CLOSE
Original image

Neuroscientists Explain How Deep Breathing May Calm the Mind

Original image

Yoga and meditation practitioners claim that breathing can calm the mind. Skeptics may think this is all in their heads. Well, it is. In the brainstem, to be precise.

Researchers have found a subgroup of about 175 neurons in the brainstem of mice that seem to monitor breathing rhythms and influence how calm or aroused the animal is, according to the study published today in Science.

These neurons are found in the breathing control center in the brainstem, surrounded by several thousand neurons that generate the breathing rhythm used by respiratory muscles.
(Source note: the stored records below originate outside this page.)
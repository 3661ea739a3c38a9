use std::cmp::Ordering;

use crate::model::outcomes::{RankOutcome, RankStatus};
use crate::model::records::{CompetitionInteraction, ScreenRow};

#[derive(Debug, Clone, Copy, PartialEq, Eq)]
pub enum SortOrder {
    /// Ligands for a fixed protein: protHits asc, l2fc desc.
    ProteinCentric,
    /// Proteins for a fixed Gen1 ligand: ligHits asc, l2fc desc.
    LigandCentric,
    /// Proteins for a fixed Gen2 ligand: ligHits asc, l2fc asc. Competition
    /// fold-changes are negative, so the strongest competitor sorts first.
    CompetitionLigandCentric,
}

impl SortOrder {
    pub fn compare<R: ScreenRow + ?Sized>(self, a: &R, b: &R) -> Ordering {
        match self {
            Self::ProteinCentric => a
                .prot_hits()
                .cmp(&b.prot_hits())
                .then_with(|| l2fc_desc(a.l2fc(), b.l2fc())),
            Self::LigandCentric => a
                .lig_hits()
                .cmp(&b.lig_hits())
                .then_with(|| l2fc_desc(a.l2fc(), b.l2fc())),
            Self::CompetitionLigandCentric => a
                .lig_hits()
                .cmp(&b.lig_hits())
                .then_with(|| l2fc_asc(a.l2fc(), b.l2fc())),
        }
    }
}

/// Ascending fold-change with NaN after every number.
fn l2fc_asc(a: f64, b: f64) -> Ordering {
    match (a.is_nan(), b.is_nan()) {
        (false, false) => a.total_cmp(&b),
        (true, true) => Ordering::Equal,
        (true, false) => Ordering::Greater,
        (false, true) => Ordering::Less,
    }
}

/// Descending fold-change, NaN still last.
fn l2fc_desc(a: f64, b: f64) -> Ordering {
    match (a.is_nan(), b.is_nan()) {
        (false, false) => b.total_cmp(&a),
        _ => l2fc_asc(a, b),
    }
}

/// Stable in-place sort of a view.
pub fn sort_view<R: ScreenRow>(rows: &mut [&R], order: SortOrder) {
    rows.sort_by(|a, b| order.compare(*a, *b));
}

/// Gen2 hits for one anchor and protein: hitRank asc, unranked rows last.
pub fn sort_gen2_hits(rows: &mut [&CompetitionInteraction]) {
    rows.sort_by(|a, b| match (a.hit_rank, b.hit_rank) {
        (Some(x), Some(y)) => x.cmp(&y),
        (Some(_), None) => Ordering::Less,
        (None, Some(_)) => Ordering::Greater,
        (None, None) => Ordering::Equal,
    });
}

/// Gen2 non-hits: l2fc asc, strongest reduction first.
pub fn sort_gen2_non_hits(rows: &mut [&CompetitionInteraction]) {
    rows.sort_by(|a, b| l2fc_asc(a.l2fc(), b.l2fc()));
}

/// What a rank lookup matches on. Also decides which field names the best
/// row: proteins are shown by gene name, ligands by id.
#[derive(Debug, Clone, Copy, PartialEq, Eq)]
pub enum RankKey<'k> {
    Accession(&'k str),
    FragId(&'k str),
}

impl RankKey<'_> {
    fn matches<R: ScreenRow + ?Sized>(&self, row: &R) -> bool {
        match self {
            RankKey::Accession(acc) => row.accession() == *acc,
            RankKey::FragId(id) => row.frag_id() == *id,
        }
    }

    fn label<'r, R: ScreenRow + ?Sized>(&self, row: &'r R) -> &'r str {
        match self {
            RankKey::Accession(_) => row.gene_name(),
            RankKey::FragId(_) => row.frag_id(),
        }
    }
}

/// 1-based position of the first row matching `key` in an already sorted view.
pub fn rank_of<R: ScreenRow>(view: &[&R], key: RankKey<'_>) -> RankOutcome {
    let Some(first) = view.first() else {
        return RankOutcome {
            found: false,
            rank: None,
            best: None,
            view_len: 0,
            status: RankStatus::EmptyView,
        };
    };
    let best = Some(key.label(*first).to_string());
    match view.iter().position(|r| key.matches(*r)) {
        Some(pos) => RankOutcome {
            found: true,
            rank: Some(pos + 1),
            best,
            view_len: view.len(),
            status: RankStatus::Ranked,
        },
        None => RankOutcome {
            found: false,
            rank: None,
            best,
            view_len: view.len(),
            status: RankStatus::NotPresent,
        },
    }
}

#[cfg(test)]
#[path = "../../tests/src_inline/engine/ranking.rs"]
mod tests;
The newly identified neurons, however, are not involved in generating breathing rhythms. Mice that lack these neurons are still able to breathe, but become exceptionally calm. When put in a new environment with a lot of exciting odors that normally incite the animals to explore, these mice take a laid-back approach and spend most of their time sitting and grooming.

The finding reveals one way that neurons behind a basic autonomous function such as breathing can communicate with areas governing higher-order mental states. It could explain why yogis and meditators can use slow, controlled breathing to achieve tranquil states, and why people in stressful situations or during panic attacks may benefit from taking deep breaths.

In other words, just like your mental state influences how you breathe, your breathing rhythm can also influence how you feel.

“We think this is a two-way connection,” Kevin Yackle, a researcher now at UC-San Francisco and the study’s co-author, tells mental_floss. “These neurons are monitoring the breathing activity and then relaying it back to the rest of the brain to indicate what the animal is doing. This breathing signal then influences the brain state of the animal.”

A SERENDIPITOUS FINDING

This was an unexpected finding for the researchers, Yackle says.

The study’s goal was to paint a more accurate picture of how each type of neuron contributes to breathing. Understanding the details of this machinery can have important medical implications, Yackle says. In cardiology, for example, our detailed understanding of how the cardiac rhythm is generated has led to the development of medications that can control heart muscle contractions. “But when you think about breathing, we don't have any ways for pharmacologically controlling it,” Yackle says. Such a pharmacological approach could help preterm infants, for example, whose neural circuits for breathing are not fully developed, leaving them in need of mechanical ventilation.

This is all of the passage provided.